Personal Best: Alice in Wonderland

"Alice in Wonderland" by Lewis Carroll

Published September 30, 1996 8:54AM (EDT)

no work of art so thrills us, or possesses the power to enter our souls deeply and perhaps even irreversibly, as the "first" of its kind. The luminous books of our childhood will remain the luminous books of our lives.

For me, it was Lewis Carroll's "Alice's Adventures in Wonderland and Through the Looking-Glass," a Christmas gift from my grandmother when I was 8 years old. First of all, I was enchanted by the book as a physical object, for there were few books in our rural household: both Alice tales were published in a single, wonderful volume (Grosset & Dunlap, 1946) with reproductions of the famous illustrations by John Tenniel, almost as fascinating to me as the tales themselves. There was a dreamlike cover showing Alice amid the comical-grotesque Carroll creations that, to an adult eye, bear a disturbing kinship with the comical-grotesque creations of Hieronymus Bosch, and this cover, too, was endlessly fascinating. In my memory, this first important book of my life was quite large, about the size of what we call today a coffee-table book, and heavy; but when I investigate -- for of course I still have the book in my 19th-century British bookcase, along with "The Hunting of the Snark," Lewis Carroll's "Bedside Book," and other Carroll titles -- I discover to my surprise that it measures only 6 1/2 by 9 inches! A quite ordinary-sized book after all.

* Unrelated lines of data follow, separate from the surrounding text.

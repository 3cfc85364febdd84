//! Shared sub-selections.
//!
//! Every operation that returns a checkout spreads [`CHECKOUT`], and every
//! product listing spreads [`PRODUCT_CONNECTION`], so callers always decode
//! the same shape regardless of which operation produced it.

use std::sync::Arc;

use crate::config::QueryConfig;
use crate::graphql::{Field, Fragment, Selectable};

/// Name of the checkout fragment.
pub const CHECKOUT: &str = "CheckoutFragment";

/// Name of the product connection fragment.
pub const PRODUCT_CONNECTION: &str = "ProductConnectionFragment";

/// `fragment CheckoutFragment on Checkout`.
#[must_use]
pub fn checkout(config: &QueryConfig) -> Arc<Fragment> {
    Arc::new(
        Fragment::new(CHECKOUT, "Checkout")
            .fields(&["id", "ready", "requiresShipping", "taxesIncluded", "email"])
            .select(Field::new("shippingAddress").fields(&[
                "firstName",
                "lastName",
                "address1",
                "address2",
                "city",
                "province",
                "country",
                "zip",
            ]))
            .select(Field::new("shippingLine").fields(&["handle", "title", "price"]))
            .field("note")
            .select(
                Field::new("lineItems")
                    .arg("first", config.line_items_page_size)
                    .select(
                        Field::new("edges").field("cursor").select(
                            Field::new("node")
                                .fields(&["title", "quantity"])
                                .select(Field::new("variant").fields(&["id", "price"])),
                        ),
                    ),
            )
            .fields(&[
                "webUrl",
                "currencyCode",
                "subtotalPrice",
                "totalTax",
                "totalPrice",
                "paymentDue",
            ]),
    )
}

/// `fragment ProductConnectionFragment on ProductConnection`.
#[must_use]
pub fn product_connection(config: &QueryConfig) -> Arc<Fragment> {
    Arc::new(
        Fragment::new(PRODUCT_CONNECTION, "ProductConnection")
            .select(Field::new("pageInfo").field("hasNextPage"))
            .select(
                Field::new("edges").field("cursor").select(
                    Field::new("node")
                        .fields(&["id", "title", "descriptionHtml"])
                        .select(
                            Field::new("images")
                                .arg("first", config.image_page_size)
                                .select(Field::new("edges").select(Field::new("node").field("src"))),
                        )
                        .select(
                            Field::new("variants")
                                .arg("first", config.variant_page_size)
                                .select(
                                    Field::new("edges").select(
                                        Field::new("node").fields(&["id", "title", "price"]),
                                    ),
                                ),
                        ),
                ),
            ),
    )
}
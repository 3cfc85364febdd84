//! Storefront Buy - checkout query construction.
//!
//! This crate builds the GraphQL queries and mutations a mobile storefront
//! needs for browsing collections and running a checkout, as immutable
//! values that can be inspected in tests and rendered for any transport.
//!
//! # Modules
//!
//! - [`graphql`] - Selection trees, fragments, and document rendering
//! - [`shopify`] - The checkout-flow [`QueryBuilder`] and its fragments
//! - [`models`] - Cart, address, shipping and payment view models
//! - [`config`] - Page sizes and the shipping-address policy
//! - [`error`] - Construction-time errors

#![cfg_attr(not(test), forbid(unsafe_code))]

pub mod config;
pub mod error;
pub mod graphql;
pub mod models;
pub mod shopify;

pub use config::{QueryConfig, ShippingAddressSource};
pub use error::QueryError;
pub use shopify::{PageSize, QueryBuilder};
pub use storefront_buy_core::TransactionStatus;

What is the perennial appeal of the Alice books? If you could transpose yourself into a girl of 8, in 1946, in a farming community in upstate New York north of Buffalo, imagine the excitement of opening so beautiful a book to read a story in which a girl of about your age is the heroine; imagine the excitement of being taken along with Alice, who talks to herself continually, just like you, whose signature phrase is "Curiouser and curiouser," on her fantastic yet somehow plausible adventure down the rabbit hole, and into the Wonderland world. It would not have occurred to me even to suspect that the "children's tale" was in brilliant ways coded to be read by adults and was in fact an English classic, a universally acclaimed intellectual tour de force and what might be described as a psychological/anthropological dissection of Victorian England. It seems not to have occurred to me that the child-Alice of drawing rooms, servants, tea and crumpets and chess, was of a distinctly different background than my own. I must have been the ideal reader: credulous, unjudging, eager, thrilled. I knew only that I believed in Alice, absolutely.

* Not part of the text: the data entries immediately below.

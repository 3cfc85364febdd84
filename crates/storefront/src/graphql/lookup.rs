//! Read access to assembled trees.

use graphql_parser::query::{Selection, TypeCondition, Value};

use super::{FieldNode, InlineFragmentNode, InputValue, SelectionSetNode};

/// Field and fragment lookups on a selection set.
pub trait SelectionLookup {
    /// Find a field selected at this level.
    ///
    /// Inline fragments are transparent to lookups; fragment spreads are
    /// not, use [`SelectionLookup::spreads_fragment`] for those.
    fn get(&self, name: &str) -> Option<&FieldNode>;

    /// Inline fragment for `type_condition` at this level.
    fn inline(&self, type_condition: &str) -> Option<&InlineFragmentNode>;

    /// Whether `...name` is spread directly at this level (or inside an
    /// inline fragment at this level).
    fn spreads_fragment(&self, name: &str) -> bool;

    /// Follow a path of field names, e.g. `["checkoutCreate", "userErrors"]`.
    fn path(&self, path: &[&str]) -> Option<&FieldNode> {
        let (first, rest) = path.split_first()?;
        rest.iter()
            .try_fold(self.get(first)?, |field, name| field.selection_set.get(name))
    }

    fn contains_path(&self, path: &[&str]) -> bool {
        self.path(path).is_some()
    }
}

impl SelectionLookup for SelectionSetNode {
    fn get(&self, name: &str) -> Option<&FieldNode> {
        self.items.iter().find_map(|selection| match selection {
            Selection::Field(field) if field.name == name => Some(field),
            Selection::InlineFragment(inline) => inline.selection_set.get(name),
            _ => None,
        })
    }

    fn inline(&self, type_condition: &str) -> Option<&InlineFragmentNode> {
        self.items.iter().find_map(|selection| match selection {
            Selection::InlineFragment(inline)
                if matches!(&inline.type_condition, Some(TypeCondition::On(on)) if on == type_condition) =>
            {
                Some(inline)
            }
            _ => None,
        })
    }

    fn spreads_fragment(&self, name: &str) -> bool {
        self.items.iter().any(|selection| match selection {
            Selection::FragmentSpread(spread) => spread.fragment_name == name,
            Selection::InlineFragment(inline) => inline.selection_set.spreads_fragment(name),
            Selection::Field(_) => false,
        })
    }
}

/// Argument lookup on a field node.
pub trait ArgumentLookup {
    fn argument(&self, name: &str) -> Option<&InputValue>;
}

impl ArgumentLookup for FieldNode {
    fn argument(&self, name: &str) -> Option<&InputValue> {
        self.arguments
            .iter()
            .find_map(|(key, value)| (key == name).then_some(value))
    }
}

/// Accessors for argument values.
pub trait ValueLookup {
    /// Entry of an object value.
    fn get(&self, key: &str) -> Option<&InputValue>;

    /// String or enum literal.
    fn as_str(&self) -> Option<&str>;

    fn as_i64(&self) -> Option<i64>;

    fn as_list(&self) -> Option<&[InputValue]>;

    fn is_null(&self) -> bool;
}

impl ValueLookup for InputValue {
    fn get(&self, key: &str) -> Option<&InputValue> {
        match self {
            Value::Object(entries) => entries.get(key),
            _ => None,
        }
    }

    fn as_str(&self) -> Option<&str> {
        match self {
            Value::String(s) | Value::Enum(s) => Some(s.as_str()),
            _ => None,
        }
    }

    fn as_i64(&self) -> Option<i64> {
        match self {
            Value::Int(n) => n.as_i64(),
            _ => None,
        }
    }

    fn as_list(&self) -> Option<&[InputValue]> {
        match self {
            Value::List(items) => Some(items.as_slice()),
            _ => None,
        }
    }

    fn is_null(&self) -> bool {
        matches!(self, Value::Null)
    }
}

The influence of the "Alice" books on my inner life is surely incalculable. I'd more or less memorized them as a child from repeated readings. (I've subsequently written on the subject, and have several times taught "Alice" in university courses.) At any time, in any place, appropriate or otherwise, including even listening as I'm being introduced to give readings or lectures, and often in social or professional gatherings, the Alice-voice rises to consciousness and I hear "Curiouser and curiouser" -- "Who cares for you? You're nothing but a pack of cards!" -- "Twas brillig and the slithy toves/Did gyre and gimble in the wabe;/All mimsy were the borogoves,/And the mome raths outgrabe" -- "Take care of yourself! Something's going to happen!" Impossible to know if a fictitious character has provided me with a "voice," or whether my natural voice was nearly identical with Alice's.

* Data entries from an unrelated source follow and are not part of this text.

//! Operations and their rendered documents.

use std::fmt;
use std::sync::Arc;

use graphql_parser::Pos;
use graphql_parser::query::{Definition, Mutation, OperationDefinition, Query};
use serde::Serialize;

use super::lookup::SelectionLookup;
use super::selection::{Fragment, SelectionSet};
use super::{Document, FieldNode, SelectionSetNode};

/// Root operation type.
#[derive(Debug, Clone, Copy, PartialEq, Eq, Hash)]
pub enum OperationKind {
    Query,
    Mutation,
}

impl OperationKind {
    #[must_use]
    pub const fn as_str(self) -> &'static str {
        match self {
            Self::Query => "query",
            Self::Mutation => "mutation",
        }
    }
}

impl fmt::Display for OperationKind {
    fn fmt(&self, f: &mut fmt::Formatter<'_>) -> fmt::Result {
        f.write_str(self.as_str())
    }
}

/// An immutable query or mutation.
///
/// `Display` renders the full document: the operation followed by the
/// definition of every fragment it references. Serializing produces the
/// JSON body of a GraphQL-over-HTTP request.
#[derive(Debug, Clone, PartialEq)]
pub struct Operation {
    kind: OperationKind,
    name: Option<&'static str>,
    selection_set: SelectionSetNode,
    fragments: Vec<Arc<Fragment>>,
}

impl Operation {
    fn new(kind: OperationKind, selection_set: SelectionSet) -> Self {
        let (selection_set, fragments) = selection_set.into_parts();
        Self {
            kind,
            name: None,
            selection_set,
            fragments,
        }
    }

    #[must_use]
    pub fn query(selection_set: SelectionSet) -> Self {
        Self::new(OperationKind::Query, selection_set)
    }

    #[must_use]
    pub fn mutation(selection_set: SelectionSet) -> Self {
        Self::new(OperationKind::Mutation, selection_set)
    }

    /// Attach an operation name.
    #[must_use]
    pub fn named(mut self, name: &'static str) -> Self {
        self.name = Some(name);
        self
    }

    #[must_use]
    pub const fn kind(&self) -> OperationKind {
        self.kind
    }

    #[must_use]
    pub const fn name(&self) -> Option<&'static str> {
        self.name
    }

    #[must_use]
    pub const fn selection_set(&self) -> &SelectionSetNode {
        &self.selection_set
    }

    /// Top-level field by name.
    #[must_use]
    pub fn root(&self, name: &str) -> Option<&FieldNode> {
        self.selection_set.get(name)
    }

    /// Fragments that will be defined alongside the operation, in
    /// first-use order.
    #[must_use]
    pub fn fragments(&self) -> &[Arc<Fragment>] {
        &self.fragments
    }

    /// Assemble the document AST.
    #[must_use]
    pub fn to_document(&self) -> Document {
        let name = self.name.map(str::to_owned);
        let selection_set = self.selection_set.clone();
        let operation = match self.kind {
            OperationKind::Query => OperationDefinition::Query(Query {
                position: Pos::default(),
                name,
                variable_definitions: Vec::new(),
                directives: Vec::new(),
                selection_set,
            }),
            OperationKind::Mutation => OperationDefinition::Mutation(Mutation {
                position: Pos::default(),
                name,
                variable_definitions: Vec::new(),
                directives: Vec::new(),
                selection_set,
            }),
        };

        let mut definitions = vec![Definition::Operation(operation)];
        definitions.extend(
            self.fragments
                .iter()
                .map(|fragment| Definition::Fragment(fragment.definition().clone())),
        );
        Document { definitions }
    }

    /// Render the GraphQL document.
    #[must_use]
    pub fn document(&self) -> String {
        self.to_string()
    }
}

impl fmt::Display for Operation {
    fn fmt(&self, f: &mut fmt::Formatter<'_>) -> fmt::Result {
        fmt::Display::fmt(&self.to_document(), f)
    }
}

#[derive(Serialize)]
#[serde(rename_all = "camelCase")]
struct RequestBody<'a> {
    query: String,
    #[serde(skip_serializing_if = "Option::is_none")]
    operation_name: Option<&'a str>,
}

impl Serialize for Operation {
    fn serialize<S: serde::Serializer>(&self, serializer: S) -> Result<S::Ok, S::Error> {
        RequestBody {
            query: self.document(),
            operation_name: self.name,
        }
        .serialize(serializer)
    }
}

To descend down a rabbit hole, to push through a mirror in a drawing room, to enter that "other world" of the imagination -- this is Alice's destiny, as it might be said to be our collective destiny, if only we value it and cultivate it. For the artist of any kind, the experience is life itself. What is most wonderful about the "Alice" tales, for a child reader at least, is that though they contain nightmare material, and are, intermittently, really quite frightening, Alice triumphs in the end; she retains a fundamental reason, fair-mindedness and sense of justice, as well as a necessary sense of humor, and at the end of both adventures she "wakes" to her real life about which we know nothing other than that she has a sister and there are several kittens in the household. Not for Alice, our Alice, the fate of children in the crueler of the fairy tales of the Brothers Grimm, for Alice is the self's very obduracy, forever innocent, and blessed.


By Joyce Carol Oates

Joyce Carol Oates is the author of many novels, including, most recently, "Starr Bright Will Be With You Soon."